The administration has gotten the message that the American people are concerned with the lack of progress in the Iraq war. And they are getting concerned enough to jeopardize the Republican majorities in congress.
So the incessant claims that the U.S. is making progress in that beleaguered nation are being replaced by more believable assertions, such as pointing to the inevitable chaos that might ensue upon an American troop withdrawal.
The shifting rhetoric reflected a broader pessimism that has reached into even some of the most optimistic corners of the administration -- a sense that the Iraq venture has taken a dark turn and will not be resolved anytime soon. Bush advisers once believed that if they met certain benchmarks, such as building a constitutional democracy and training a new Iraqi army, the war would be won. Now they believe they have more or less met those goals, yet the war rages on....
But with crucial midterm elections just 2 1/2 months away, Bush and his team are trying to turn the public debate away from whether the Iraq invasion has worked out to what would happen if U.S. troops were withdrawn, as some Democrats advocate. The necessity of not failing, Bush advisers believe, is now a more compelling argument than the likelihood of success.

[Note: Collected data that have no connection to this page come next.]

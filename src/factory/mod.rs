//! Bundles of a view model type, its context, and context-bound hooks.

mod create_model;

pub use create_model::{create_model, ModelKit};
use std::fmt;
use std::rc::Rc;

use crate::error::Result;
use crate::hooks::{
    use_hook, use_model_ctx, use_model_ctx_dispatcher, use_model_ctx_event, use_model_ctx_state,
    EventDispatcher, FieldSetter,
};
use crate::model::{EventNameOf, KeyOf, ValueOf, ViewModel};
use crate::runtime::{provide_context, Context, ContextProvider};

/// A view model type bundled with its own context.
///
/// Created by [`create_model`]. Every kit has a distinct context, so two kits
/// for the same view model type never see each other's providers.
pub struct ModelKit<M: ViewModel> {
    ctx: Context<M>,
    build: Rc<dyn Fn(M::State) -> M>,
}

/// Bundle a view model constructor with a fresh context, provider helpers and
/// context-bound hooks.
///
/// # Examples
///
/// ```
/// use modelkit::{create_model, Host, Model};
/// use std::collections::HashMap;
///
/// type Counter = Model<HashMap<&'static str, i32>>;
///
/// let counter = create_model(Counter::new);
/// let host = Host::new();
///
/// let root = host
///     .mount(None, counter.with_provider(HashMap::from([("count", 3)]), |_| Ok(())))
///     .unwrap();
/// host.mount(Some(root), {
///     let counter = counter.clone();
///     move || {
///         let (count, _set_count) = counter.use_state("count")?;
///         assert_eq!(count, Some(3));
///         Ok(())
///     }
/// })
/// .unwrap();
/// ```
pub fn create_model<M, F>(build: F) -> ModelKit<M>
where
    M: ViewModel,
    F: Fn(M::State) -> M + 'static,
{
    ModelKit {
        ctx: Context::new(),
        build: Rc::new(build),
    }
}

impl<M: ViewModel> ModelKit<M> {
    /// The context this kit's providers install.
    pub fn context(&self) -> Context<M> {
        self.ctx
    }

    /// Construct a view model with the kit's constructor.
    pub fn build(&self, initial: M::State) -> M {
        (self.build)(initial)
    }

    /// A provider for an existing view model.
    pub fn provider(&self, vm: M) -> ContextProvider<M> {
        ContextProvider::new(self.ctx, vm)
    }

    /// A provider for a view model built from `initial`.
    pub fn provider_with_state(&self, initial: M::State) -> ContextProvider<M> {
        self.provider(self.build(initial))
    }

    /// Wrap `render` in a component that builds a view model from `initial`
    /// on its first render, provides it to its subtree, and hands it to
    /// `render` on every render.
    pub fn with_provider<R>(
        &self,
        initial: M::State,
        mut render: R,
    ) -> impl FnMut() -> Result<()> + 'static
    where
        R: FnMut(&M) -> Result<()> + 'static,
    {
        let ctx = self.ctx;
        let build = Rc::clone(&self.build);
        move || {
            let vm = use_hook(|| build(initial.clone()))?;
            provide_context(&ctx, M::clone(&vm))?;
            render(&vm)
        }
    }

    /// Wrap `render` in a component that resolves the view model from the
    /// nearest provider and hands it to `render`.
    pub fn with_model<R>(&self, mut render: R) -> impl FnMut() -> Result<()> + 'static
    where
        R: FnMut(&M) -> Result<()> + 'static,
    {
        let ctx = self.ctx;
        move || {
            let vm = use_model_ctx(&ctx)?;
            render(&vm)
        }
    }

    /// The view model from the nearest provider of this kit.
    pub fn use_model(&self) -> Result<M> {
        use_model_ctx(&self.ctx)
    }

    /// [`use_model_state`](crate::use_model_state) on the provided view model.
    pub fn use_state(&self, key: KeyOf<M>) -> Result<(Option<ValueOf<M>>, FieldSetter<M>)> {
        use_model_ctx_state(&self.ctx, key)
    }

    /// [`use_model_event`](crate::use_model_event) on the provided view model.
    pub fn use_event<F>(&self, name: EventNameOf<M>, callback: F) -> Result<EventDispatcher<M>>
    where
        F: Fn(&M::Events) + 'static,
    {
        use_model_ctx_event(&self.ctx, name, callback)
    }

    /// A dispatcher for the provided view model, without listening.
    pub fn use_dispatcher(&self) -> Result<EventDispatcher<M>> {
        use_model_ctx_dispatcher(&self.ctx)
    }
}

impl<M: ViewModel> Clone for ModelKit<M> {
    fn clone(&self) -> Self {
        Self {
            ctx: self.ctx,
            build: Rc::clone(&self.build),
        }
    }
}

impl<M: ViewModel> fmt::Debug for ModelKit<M> {
    fn fmt(&self, f: &mut fmt::Formatter<'_>) -> fmt::Result {
        f.debug_struct("ModelKit").field("ctx", &self.ctx).finish()
    }
}

#[cfg(test)]
mod tests {
    use super::*;
    use crate::error::ModelError;
    use crate::model::{Model, ModelEvents};
    use crate::runtime::Host;
    use std::cell::{Cell, RefCell};
    use std::collections::BTreeMap;

    #[derive(Debug, Clone, PartialEq)]
    enum Ev {
        Increment(i32),
    }

    impl ModelEvents for Ev {
        type Name = &'static str;

        fn name(&self) -> &'static str {
            match self {
                Ev::Increment(_) => "increment",
            }
        }
    }

    type State = BTreeMap<&'static str, i32>;

    /// A view model with its own behavior on top of the model.
    #[derive(Clone)]
    struct Counter {
        model: Model<State, Ev>,
    }

    impl Counter {
        fn new(initial: State) -> Self {
            let model = Model::new(initial);
            let listener = model.subscribe_to_event("increment", {
                let model = model.clone();
                move |Ev::Increment(by): &Ev| {
                    let count = model.get(&"count").unwrap_or_default();
                    model.set_value("count", count + by);
                }
            });
            listener.detach();
            Self { model }
        }
    }

    impl ViewModel for Counter {
        type State = State;
        type Events = Ev;

        fn model(&self) -> &Model<State, Ev> {
            &self.model
        }
    }

    #[test]
    fn with_provider_builds_once() {
        let builds = Rc::new(Cell::new(0));
        let kit = create_model({
            let builds = Rc::clone(&builds);
            move |initial: State| {
                builds.set(builds.get() + 1);
                Counter::new(initial)
            }
        });
        let host = Host::new();
        let root = host
            .mount(None, kit.with_provider(BTreeMap::from([("count", 0)]), |_| Ok(())))
            .unwrap();

        host.trigger(root).notify();
        host.flush().unwrap();
        assert_eq!(builds.get(), 1);
        assert_eq!(host.render_count(root), Some(2));
    }

    #[test]
    fn descendants_share_the_provided_model() {
        let kit = create_model(Counter::new);
        let host = Host::new();
        let provided: Rc<RefCell<Option<Counter>>> = Rc::new(RefCell::new(None));

        let root = host
            .mount(None, {
                let provided = Rc::clone(&provided);
                kit.with_provider(BTreeMap::from([("count", 1)]), move |vm| {
                    *provided.borrow_mut() = Some(vm.clone());
                    Ok(())
                })
            })
            .unwrap();

        let seen = Rc::new(RefCell::new(Vec::new()));
        let child = host
            .mount(Some(root), {
                let kit = kit.clone();
                let seen = Rc::clone(&seen);
                move || {
                    let (count, _) = kit.use_state("count")?;
                    seen.borrow_mut().push(count);
                    Ok(())
                }
            })
            .unwrap();

        let dispatcher = Rc::new(RefCell::new(None));
        host.mount(Some(root), {
            let kit = kit.clone();
            let dispatcher = Rc::clone(&dispatcher);
            kit.clone().with_model(move |vm| {
                assert!(vm.model().ptr_eq(kit.use_model()?.model()));
                *dispatcher.borrow_mut() = Some(kit.use_dispatcher()?);
                Ok(())
            })
        })
        .unwrap();

        let dispatcher = dispatcher.borrow().clone().unwrap();
        dispatcher.dispatch(Ev::Increment(4));

        assert!(host.is_dirty(child));
        host.flush().unwrap();
        assert_eq!(*seen.borrow(), vec![Some(1), Some(5)]);

        let vm = provided.borrow().clone().unwrap();
        assert_eq!(vm.model().get(&"count"), Some(5));
    }

    #[test]
    fn kits_do_not_share_contexts() {
        let a = create_model(Counter::new);
        let b = create_model(Counter::new);
        let host = Host::new();

        let root = host
            .mount(None, a.with_provider(BTreeMap::new(), |_| Ok(())))
            .unwrap();
        let err = host
            .mount(Some(root), move || b.use_model().map(drop))
            .unwrap_err();
        assert!(matches!(err, ModelError::MissingProvider { .. }));
    }

    #[test]
    fn provider_with_state_mounts_subtree() {
        let kit = create_model(Counter::new);
        let host = Host::new();
        let calls = Rc::new(Cell::new(0));

        let child = kit
            .provider_with_state(BTreeMap::from([("count", 2)]))
            .mount(&host, None, {
                let kit = kit.clone();
                let calls = Rc::clone(&calls);
                move || {
                    let _ = kit.use_event("increment", {
                        let calls = Rc::clone(&calls);
                        move |_| calls.set(calls.get() + 1)
                    })?;
                    Ok(())
                }
            })
            .unwrap();

        let provider = host.parent(child).unwrap();
        assert_eq!(host.parent(provider), None);

        let vm = kit.build(BTreeMap::new());
        assert_eq!(vm.model().get(&"count"), None);
        assert_eq!(calls.get(), 0);
    }
}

Using such terms as "havoc" at Monday's news conference, Bush made no effort to suggest the situation in Iraq is improving. Instead, he argued: "If you think it's bad now, imagine what Iraq would look like if the United States leaves before this government can defend itself."
Christopher F. Gelpi, a Duke University scholar whose research on public opinion in wartime has been influential in the White House, said Bush has little choice.
"He looks foolish and not credible if he says, 'We're making progress in Iraq,' " Gelpi said. "I think he probably would like to make that argument, but because that's not credible given the facts on the ground, this is the fallback. . . . If the only thing you can say is 'Yes, it's bad, but it could be worse,' that really is a last-ditch argument."